In 2022 Jessie Kleemann was nominated for the Nordic Council Literature Prize for her poetry collection Arkhticós Dolorôs (2021).
In addition to the solo exhibition Running Time at SMK until 29 October 2023 Jessie Kleemann also has a solo exhibition – Lá. Læ. Likkja. Magna. Jessie Kleemann – at Kunsthal Rønnebæksholm.
~
ABOUT CATHERINE WOOD
Catherine Wood came to Tate Modern, London, in 2002 after being a curator at the Barbican Art Gallery and the British Museum. Over the past 20 years she has been key to making performance and live art a core part of programming at Tate Modern. In 2015 she was appointed Senior Curator, International Art (Performance). The many artists she has worked closely with include Joan Jonas, Tarek Atoui, Fujiko Nakaya, Mark Leckey, Anne Imhof, Carlos Amorales and Otobong Nkanga, and she has co-curated major exhibitions like The World as a Stage in 2007, Pop Life: Art in a Material World in 2009, A Bigger Splash: Painting After Performance in 2012 and Robert Rauschenberg in 2016.
~
ABOUT RUNNING TIME
In the solo exhibition Running Time at SMK Jessie Kleemann uses the humoristic and tragic in equal measure to explore the ways in which identity, culture and nature in Greenland have changed over time. Kleemann uses objects from traditional Inuit culture, colonialism, and contemporary Greenland. From kayaks, kamik boots and Inuit myths, to colonial goods, stilettos, and designer clothing. Kleemann is not interested in romanticized longing for the past. On the contrary, she uses her cultural heritage to challenge stereotypes and exotic fantasies about an unspoiled Greenland.

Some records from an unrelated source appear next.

//! Sequential iteration over a live push source.
//!
//! Backpressure replaces the cursor of [`for_each`](super::for_each): the
//! source is paused as soon as an element arrives and resumed only after the
//! step for that element reported success.

use std::{
    cell::{Cell, RefCell},
    collections::VecDeque,
    panic::{self, AssertUnwindSafe},
    rc::Rc,
};

use tracing::{debug, trace};

use crate::{
    callback::Callback,
    error::{panic_message, FlowError},
    queue::ElementQueue,
    source::Source,
};

type Emit<U> = Box<dyn FnMut(U)>;
type Finish<E> = Box<dyn FnOnce(Result<(), FlowError<E>>)>;

#[derive(Debug, Clone, Copy, Default)]
struct PumpState {
    /// A step was dispatched and has not completed yet
    in_flight: bool,
    /// The step function is on the stack
    stepping: bool,
    /// The source ended while a step was in flight
    end_pending: bool,
    settled: bool,
}

/// Drives one step at a time over a push source.
///
/// Results a step reports before returning are parked in `early` and
/// handled once the step has returned. `finish` never runs inside the step's
/// unwind boundary.
struct Pump<S: Source, U, F> {
    source: S,
    step: RefCell<F>,
    emit: RefCell<Emit<U>>,
    finish: RefCell<Option<Finish<S::Error>>>,
    state: Cell<PumpState>,
    early: RefCell<Option<Result<U, S::Error>>>,
    /// Elements pushed by a source that ignored `pause`
    backlog: RefCell<VecDeque<S::Item>>,
}
//! Push sources with pause/resume flow control.
//!
//! A [`Source`] pushes elements to a registered data handler and announces
//! its end or its failure through one-shot handlers. Consumers apply
//! backpressure with [`Source::pause`] and [`Source::resume`].
//!
//! Methods take `&self`: handlers routinely call back into the source they
//! are registered on (a data handler pausing its own source), so
//! implementations use interior mutability and must not hold a borrow while
//! running a handler.

use std::rc::Rc;

/// Handler receiving each pushed element.
pub type DataHandler<T> = Box<dyn FnMut(T)>;
/// Handler receiving a source failure.
pub type ErrorHandler<E> = Box<dyn FnOnce(E)>;
/// Handler notified at end of stream.
pub type EndHandler = Box<dyn FnOnce()>;

/// Pausable push stream.
pub trait Source {
    /// Element type pushed to the data handler
    type Item;
    /// Error type reported to the error handler
    type Error;

    /// Register the data handler.
    fn on_data(&self, handler: DataHandler<Self::Item>);

    /// Register the error handler.
    fn on_error(&self, handler: ErrorHandler<Self::Error>);

    /// Register the end-of-stream handler.
    fn on_end(&self, handler: EndHandler);

    /// Stop delivering elements until [`resume`](Source::resume). Idempotent.
    fn pause(&self);

    /// Restart delivery. Idempotent.
    fn resume(&self);
}

impl<S> Source for Rc<S>
where
    S: Source + ?Sized,
{
    type Item = S::Item;
    type Error = S::Error;

    fn on_data(&self, handler: DataHandler<Self::Item>) {
        (**self).on_data(handler)
    }

    fn on_error(&self, handler: ErrorHandler<Self::Error>) {
        (**self).on_error(handler)
    }

    fn on_end(&self, handler: EndHandler) {
        (**self).on_end(handler)
    }

    fn pause(&self) {
        (**self).pause()
    }

    fn resume(&self) {
        (**self).resume()
    }
}

impl<T, E> Source for Box<dyn Source<Item = T, Error = E>> {
    type Item = T;
    type Error = E;

    fn on_data(&self, handler: DataHandler<T>) {
        (**self).on_data(handler)
    }

    fn on_error(&self, handler: ErrorHandler<E>) {
        (**self).on_error(handler)
    }

    fn on_end(&self, handler: EndHandler) {
        (**self).on_end(handler)
    }

    fn pause(&self) {
        (**self).pause()
    }

    fn resume(&self) {
        (**self).resume()
    }
}
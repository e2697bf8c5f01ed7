//! Trampolined sequential iteration over a finite sequence.
//!
//! [`for_each`] dispatches each element to an asynchronous step and waits for
//! the step's callback before dispatching the next one. Steps may resolve
//! before returning (synchronously) or later from the event loop; either
//! way the call stack stays flat.
//!
//! The driving loop runs on whichever stack started it. A step resolving
//! while the loop is active only records its completion; the loop notices
//! after the step returns and dispatches the next element itself. A step
//! resolving later, with no loop active, starts a new loop on its own stack.

use std::{
    cell::{Cell, RefCell},
    panic::{self, AssertUnwindSafe},
    rc::Rc,
};

use tracing::{debug, trace};

use crate::{
    callback::Callback,
    error::{panic_message, FlowError},
};

#[derive(Debug, Clone, Copy, Default)]
struct Progress {
    /// Elements dispatched so far
    cursor: usize,
    /// Steps that resolved successfully
    completed: usize,
    /// A driving loop is active on the current stack
    driving: bool,
    /// The completion callback has fired
    settled: bool,
}

struct Iteration<It, F, E> {
    elements: RefCell<It>,
    step: RefCell<F>,
    progress: Cell<Progress>,
    done: RefCell<Option<Callback<(), FlowError<E>>>>,
    /// Terminal result recorded while a driving loop is active
    result: RefCell<Option<Result<(), FlowError<E>>>>,
}

/// Run `step` over `elements` one at a time, in order.
///
/// `step` receives each element with a callback it must notify exactly once.
/// The next element is dispatched only after the previous step reported
/// success. The first failure stops the iteration and is reported through
/// `done` as [`FlowError::Step`]; a panicking step is reported as
/// [`FlowError::Panicked`]. When every step succeeded `done` receives
/// `Ok(())`. An empty sequence completes immediately.
///
/// # Examples
///
/// ```rust
/// use callback::{for_each, Callback};
/// use std::{cell::RefCell, rc::Rc};
///
/// let log = Rc::new(RefCell::new(Vec::new()));
/// let (done, outcome) = Callback::outcome();
///
/// for_each(
///     vec!["a", "b", "c"],
///     {
///         let log = log.clone();
///         move |element, resolve: Callback<(), ()>| {
///             log.borrow_mut().push(element);
///             resolve.ok(());
///         }
///     },
///     done,
/// );
///
/// assert_eq!(*log.borrow(), ["a", "b", "c"]);
/// assert_eq!(outcome.take(), Some(Ok(())));
/// ```
pub fn for_each<I, F, E>(elements: I, step: F, done: Callback<(), FlowError<E>>)
where
    I: IntoIterator,
    I::IntoIter: 'static,
    F: FnMut(I::Item, Callback<(), E>) + 'static,
    E: 'static,
{
    let iteration = Rc::new(Iteration {
        elements: RefCell::new(elements.into_iter()),
        step: RefCell::new(step),
        progress: Cell::new(Progress::default()),
        done: RefCell::new(Some(done)),
        result: RefCell::new(None),
    });
    iteration.drive();
}

impl<It, F, E> Iteration<It, F, E>
where
    It: Iterator + 'static,
    F: FnMut(It::Item, Callback<(), E>) + 'static,
    E: 'static,
{
    fn drive(self: &Rc<Self>) {
        let mut progress = self.progress.get();
        if progress.driving || progress.settled {
            return;
        }
        progress.driving = true;
        self.progress.set(progress);

        loop {
            let next = self.elements.borrow_mut().next();
            let Some(element) = next else {
                // Only reached with every dispatched step completed.
                let progress = self.progress.get();
                debug!(elements = progress.completed, "iteration complete");
                self.settle(Ok(()));
                break;
            };

            let mut progress = self.progress.get();
            let index = progress.cursor;
            progress.cursor += 1;
            self.progress.set(progress);

            trace!(index, "dispatching element");
            self.dispatch(index, element);

            let progress = self.progress.get();
            if progress.settled || progress.completed < progress.cursor {
                break;
            }
        }

        let mut progress = self.progress.get();
        progress.driving = false;
        self.progress.set(progress);

        // Outside any step's unwind boundary: a panicking `done` reaches the caller.
        self.deliver();
    }

    fn dispatch(self: &Rc<Self>, index: usize, element: It::Item) {
        let resolve = self.resolver(index);
        let outcome = panic::catch_unwind(AssertUnwindSafe(|| {
            (*self.step.borrow_mut())(element, resolve)
        }));
        if let Err(payload) = outcome {
            let message = panic_message(payload);
            debug!(index, %message, "step panicked");
            self.settle(Err(FlowError::Panicked(message)));
        }
    }

    fn resolver(self: &Rc<Self>, index: usize) -> Callback<(), E> {
        let iteration = Rc::clone(self);
        Callback::new(move |result| iteration.resolve(index, result))
    }

    fn resolve(self: &Rc<Self>, index: usize, result: Result<(), E>) {
        match result {
            Ok(()) => {
                let mut progress = self.progress.get();
                if progress.settled {
                    return;
                }
                progress.completed += 1;
                self.progress.set(progress);
                if !progress.driving {
                    self.drive();
                }
            }
            Err(error) => {
                debug!(index, "step failed");
                self.settle(Err(FlowError::Step(error)));
            }
        }
    }

    fn settle(&self, result: Result<(), FlowError<E>>) {
        let mut progress = self.progress.get();
        if progress.settled {
            return;
        }
        progress.settled = true;
        self.progress.set(progress);

        *self.result.borrow_mut() = Some(result);
        if !progress.driving {
            self.deliver();
        }
    }

    fn deliver(&self) {
        let result = self.result.borrow_mut().take();
        let done = self.done.borrow_mut().take();
        if let (Some(result), Some(done)) = (result, done) {
            done.notify(result);
        }
    }
}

In Running Time Kleemann poses critical questions about global power politics, colonization, and climate change in works that explore the many meanings of seal blubber, the Arctic pain of the title of the video performance Arkhticós Dolorôs, and an over-dimensioned dogsled with ATV wheels in the museum’s covered Sculpture Street. Kleemann has adapted the traditional Greenlandic dog sled to a changed landscape in which the ice is melting, transforming the lives of hunting families.
The exhibition at SMK runs until 26 November 2023. Read more about the exhibition here.
~
ABOUT ARTISTIC PRACTICE
AHC’s Artistic Practice program is based on interviews profiling the practice of individual artists. The interview takes place both live and in a video portrait of the artist aimed at promoting the artist and their work. In the interview the artist meets an international art expert of their own choosing for a conversation aimed at exploring their practice from new perspectives. In addition to the video format the program includes support and sparring in establishing an international network.
The artists selected for AHC’s Artistic Practice program are mid-career artists in Denmark the jury considers to have a ground-breaking approach producing innovative work. Artists who have to date mainly exhibited in Denmark, but who are considered to have the potential to have an impact in an international art context. It is this potential Artistic Practice is designed to foster.
The artists are nominated by a jury. The program is therefore not open for applications.
AHC’s Artistic Practice program is run in collaboration with project manager and editor Karina Lykkesborg.